The NYC Invasion of PunkTorah
Last night, CAN!!CAN performed at JDub Records' Purim party in New York City. Seeing a concert is good enough for casual fans, but it doesn't hold a candle to total immersion in the band's experience.
After leaving Atlanta, Georgia, at 10 a.m. on Friday, Patrick Aleph, Josh Lamar, and Mary Collins from CAN!!CAN arrived in Astoria, N.Y., around 2:45 a.m. on Saturday. Thanks to a massive snowstorm, there were no parking spots readily available in my neighborhood. Armed with only a bucket, a garbage can that broke, and a relatively small shovel, the three band members and I spent an hour carving out a space for their small yellow Chevy Aveo. By 4:15 a.m., the band was settled on a sleeper couch and an air mattress in my living room and I went to sleep.
CAN!!CAN's travel schedule prevented Patrick from attending a Shabbat service on Friday night, so he suggested that we go to a shul or minyan on Saturday morning. This was his first New York City Shabbat experience, so we agreed that we might as well show him something special. I gave him a list of options that included Romemu, Darkhei Noam, and Kehilat Hadar, and we decided on the latter: a traditional, egalitarian, lay-led minyan that meets in a church's basement on the Upper West Side. Patrick had packed for a rock show and not a Manhattan Shabbat service, so I gave him a shirt and tie to wear. I didn't want to pressure the founder of PunkTorah to adhere to dress codes, but it seemed like the right thing to do. Patrick is happy to defend his Jewish-themed tattoos, but even he seemed to find value in covering them up this time. When I asked him if he had ever worn a tie before and knew how to put it on, he allayed my concerns: "I own one suit. It's for going to weddings and going to court."

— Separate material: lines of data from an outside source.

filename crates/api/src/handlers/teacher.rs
//! Teacher-centric views: the students a teacher leads.

use academy_core::roles::Role;
use academy_core::types::DbId;
use academy_db::models::group::Group;
use academy_db::models::person::Person;
use academy_db::repositories::GroupRepo;
use axum::extract::{Path, State};
use axum::Json;
use serde::Serialize;

use crate::error::AppResult;
use crate::handlers::person::require_role;
use crate::response::DataResponse;
use crate::state::AppState;

pub const MESSAGE_ALL_STUDENTS: &str = "All students";
pub const MESSAGE_NO_GROUP: &str = "Teacher does not lead any group";

/// Students of the group a teacher leads.
#[derive(Debug, Serialize)]
pub struct TeacherStudents {
    /// The teacher's group, or `null` when they lead none.
    pub group: Option<Group>,
    pub students: Vec<Person>,
    pub message: &'static str,
}

/// GET /api/v1/teachers/{id}/students
///
/// A teacher without a group gets an empty list and an explanatory
/// message rather than a 404. If the teacher leads several groups, the
/// oldest one is shown.
pub async fn students(
    State(state): State<AppState>,
    Path(teacher_id): Path<DbId>,
) -> AppResult<Json<DataResponse<TeacherStudents>>> {
    require_role(&state, teacher_id, Role::Teacher).await?;

    let Some(group) = GroupRepo::find_by_teacher(&state.pool, teacher_id)
        .await?
        .into_iter()
        .next()
    else {
        return Ok(Json(DataResponse {
            data: TeacherStudents {
                group: None,
                students: Vec::new(),
                message: MESSAGE_NO_GROUP,
            },
        }));
    };

    let students = GroupRepo::list_students(&state.pool, group.id).await?;
    Ok(Json(DataResponse {
        data: TeacherStudents {
            group: Some(group),
            students,
            message: MESSAGE_ALL_STUDENTS,
        },
    }))
}
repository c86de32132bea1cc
//! Integration tests for the repository layer against a real database.
//!
//! Covers CRUD round-trips for every table, role guards inside
//! transactions, rollback on partial failure and constraint violations.

use academy_core::roles::Role;
use academy_db::models::credential::{CreateCredential, UpdateCredential};
use academy_db::models::group::{CreateGroup, UpdateGroup};
use academy_db::models::person::{CreatePerson, Person, RoleViolation, UpdatePerson};
use academy_db::models::salary::{CreateSalary, UpdateSalary};
use academy_db::models::subject::{CreateSubject, UpdateSubject};
use academy_db::repositories::{
    CredentialRepo, GroupRepo, PersonRepo, SalaryRepo, SubjectRepo,
};
use assert_matches::assert_matches;
use chrono::NaiveDate;
use sqlx::PgPool;

// ---------------------------------------------------------------------------
// Helpers
// ---------------------------------------------------------------------------

fn new_credential(login: &str) -> CreateCredential {
    CreateCredential {
        login: login.to_string(),
        password_hash: "$argon2id$v=19$m=19456,t=2,p=1$c2FsdA$aGFzaA".to_string(),
    }
}

fn new_person(name: &str, role: Role) -> CreatePerson {
    CreatePerson {
        credential_id: None,
        name: name.to_string(),
        surname: format!("{name}son"),
        age: Some(30),
        role,
    }
}

async fn create_person(pool: &PgPool, name: &str, role: Role) -> Person {
    PersonRepo::create(pool, &new_person(name, role)).await.unwrap()
}

fn date(y: i32, m: u32, d: u32) -> NaiveDate {
    NaiveDate::from_ymd_opt(y, m, d).unwrap()
}
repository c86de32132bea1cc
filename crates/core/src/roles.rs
//! Person roles and the guard that checks a person holds the role an
//! operation requires.
//!
//! Role names must match the `chk_persons_role` constraint in
//! `20260301000002_create_persons_table.sql`.

use std::fmt;
use std::str::FromStr;

use serde::{Deserialize, Serialize};

use crate::error::CoreError;
use crate::types::DbId;

pub const ROLE_ADMIN: &str = "admin";
pub const ROLE_TEACHER: &str = "teacher";
pub const ROLE_STUDENT: &str = "student";

/// The role a person plays in the school.
#[derive(Debug, Clone, Copy, PartialEq, Eq, Hash, Serialize, Deserialize)]
#[serde(rename_all = "lowercase")]
pub enum Role {
    Admin,
    Teacher,
    Student,
}

impl Role {
    pub fn as_str(self) -> &'static str {
        match self {
            Role::Admin => ROLE_ADMIN,
            Role::Teacher => ROLE_TEACHER,
            Role::Student => ROLE_STUDENT,
        }
    }
}

impl fmt::Display for Role {
    fn fmt(&self, f: &mut fmt::Formatter<'_>) -> fmt::Result {
        f.write_str(self.as_str())
    }
}

impl FromStr for Role {
    type Err = CoreError;

    fn from_str(s: &str) -> Result<Self, Self::Err> {
        match s {
            ROLE_ADMIN => Ok(Role::Admin),
            ROLE_TEACHER => Ok(Role::Teacher),
            ROLE_STUDENT => Ok(Role::Student),
            other => Err(CoreError::Validation(format!(
                "Unknown role '{other}', expected one of: \
                 {ROLE_ADMIN}, {ROLE_TEACHER}, {ROLE_STUDENT}"
            ))),
        }
    }
}

/// Check that the person `id` (whose stored role is `actual`) has the
/// `expected` role.
///
/// Returns [`CoreError::Validation`] naming both roles on mismatch, so callers
/// can surface a 400 instead of silently skipping the write.
pub fn ensure_role(id: DbId, actual: &str, expected: Role) -> Result<(), CoreError> {
    if actual == expected.as_str() {
        return Ok(());
    }
    Err(role_mismatch(id, actual, expected))
}

/// The error reported when person `id` holds `actual` instead of `expected`.
pub fn role_mismatch(id: DbId, actual: &str, expected: Role) -> CoreError {
    CoreError::Validation(format!("Person {id} is a {actual}, not a {expected}"))
}
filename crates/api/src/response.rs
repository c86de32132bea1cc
//! Shared response envelope types for API handlers.
//!
//! All API responses use a `{ "data": ... }` envelope. Use [`DataResponse`]
//! instead of ad-hoc `serde_json::json!({ "data": ... })` to get compile-time
//! type safety and consistent serialization.

use serde::Serialize;

/// Standard `{ "data": T }` response envelope.
///
/// # Example
///
/// ```ignore
/// Ok(Json(DataResponse { data: items }))
/// ```
#[derive(Debug, Serialize)]
pub struct DataResponse<T: Serialize> {
    pub data: T,
}
use std::net::SocketAddr;
use std::sync::Arc;

use tracing_subscriber::{layer::SubscriberExt, util::SubscriberInitExt};

use academy_api::config::ServerConfig;
use academy_api::router::build_app_router;
use academy_api::state::AppState;

#[tokio::main]
async fn main() {
    dotenvy::dotenv().ok();

    // --- Tracing ---
    tracing_subscriber::registry()
        .with(
            tracing_subscriber::EnvFilter::try_from_default_env()
                .unwrap_or_else(|_| "academy_api=debug,academy_db=debug,tower_http=debug".into()),
        )
        .with(tracing_subscriber::fmt::layer())
        .init();

    // --- Configuration ---
    let config = ServerConfig::from_env();
    tracing::info!(host = %config.host, port = %config.port, "Loaded server configuration");

    // --- Database ---
    let database_url = std::env::var("DATABASE_URL").expect("DATABASE_URL must be set");

    let pool = academy_db::create_pool(&database_url, config.database_max_connections)
        .await
        .expect("Failed to connect to database");
    tracing::info!(
        max_connections = config.database_max_connections,
        "Database connection pool created"
    );

    academy_db::health_check(&pool)
        .await
        .expect("Database health check failed");
    tracing::info!("Database health check passed");

    academy_db::run_migrations(&pool)
        .await
        .expect("Failed to run database migrations");
    tracing::info!("Database migrations applied");

    // --- App state + router ---
    let state = AppState {
        pool: pool.clone(),
        config: Arc::new(config.clone()),
    };
    let app = build_app_router(state, &config);

    // --- Start server ---
    let addr = SocketAddr::new(
        config.host.parse().expect("Invalid HOST address"),
        config.port,
    );
    tracing::info!(%addr, "Starting server");

    let listener = tokio::net::TcpListener::bind(addr)
        .await
        .expect("Failed to bind to address");

    axum::serve(listener, app)
        .with_graceful_shutdown(shutdown_signal())
        .await
        .expect("Server error");

    tracing::info!("Server stopped accepting connections, closing database pool");
    pool.close().await;
    tracing::info!("Graceful shutdown complete");
}

/// Wait for SIGINT (Ctrl-C) or, on Unix, SIGTERM.
async fn shutdown_signal() {
    let ctrl_c = async {
        tokio::signal::ctrl_c()
            .await
            .expect("Failed to install Ctrl-C handler");
    };

    #[cfg(unix)]
    let terminate = async {
        tokio::signal::unix::signal(tokio::signal::unix::SignalKind::terminate())
            .expect("Failed to install SIGTERM handler")
            .recv()
            .await;
    };

    #[cfg(not(unix))]
    let terminate = std::future::pending::<()>();

    tokio::select! {
        () = ctrl_c => {
            tracing::info!("Received SIGINT (Ctrl-C), starting graceful shutdown");
        }
        () = terminate => {
            tracing::info!("Received SIGTERM, starting graceful shutdown");
        }
    }
}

I had the pleasure of sitting between Mr. PunkTorah and a JTS rabbinical student at the service. They offered helpful but different insight along the way. At the kiddush afterward, it was exciting to walk around with Patrick as he mentioned to other people that he was in town to reinterpret the megillah and perform with CAN!!CAN at JDub's party.
We went out for vegetarian Indian food afterward. Naysayers might point to the fact that we used money (and rode the subway) and say that we weren't observing the laws of Shabbat. We discussed quite a few interesting topics related to Judaism, music, and, of course, Jewish music, though. As Patrick would put it, it is important to remember Shabbat (zochar Shabbos) even if we are not shomer Shabbos.
Before any bands performed at the JDub show, Patrick took the stage to give his unique spin on the Purim story. Contrary to what he told a woman who would be reading the megillah at Kehilat Hadar, he ultimately decided against taking a shot every time he said Haman's name. Patrick had rehearsed the speech in my living room earlier in the day, but as he spoke on stage, it was quite the spectacle when he cursed like a sailor, compared Haman's hanging to that of Saddam Hussein, and explained that King Achashverosh's edict (to kill the Jews) was like a big Facebook message.
CAN!!CAN had the heaviest set of the night and played a lot of new material. They put on an engaging stage show, in which Patrick sang, jumped, danced, convulsed, and stuffed a microphone in his mouth. I look forward to getting to know a lot of the new songs better when their next album is released. CAN!!CAN shared the bill with the Shondes and Steve "Gangsta Rabbi" Lieberman, both of whom I'd seen previously. It was probably the biggest gathering of Jewish punk bands since the Hanukkah tour I covered in 2006.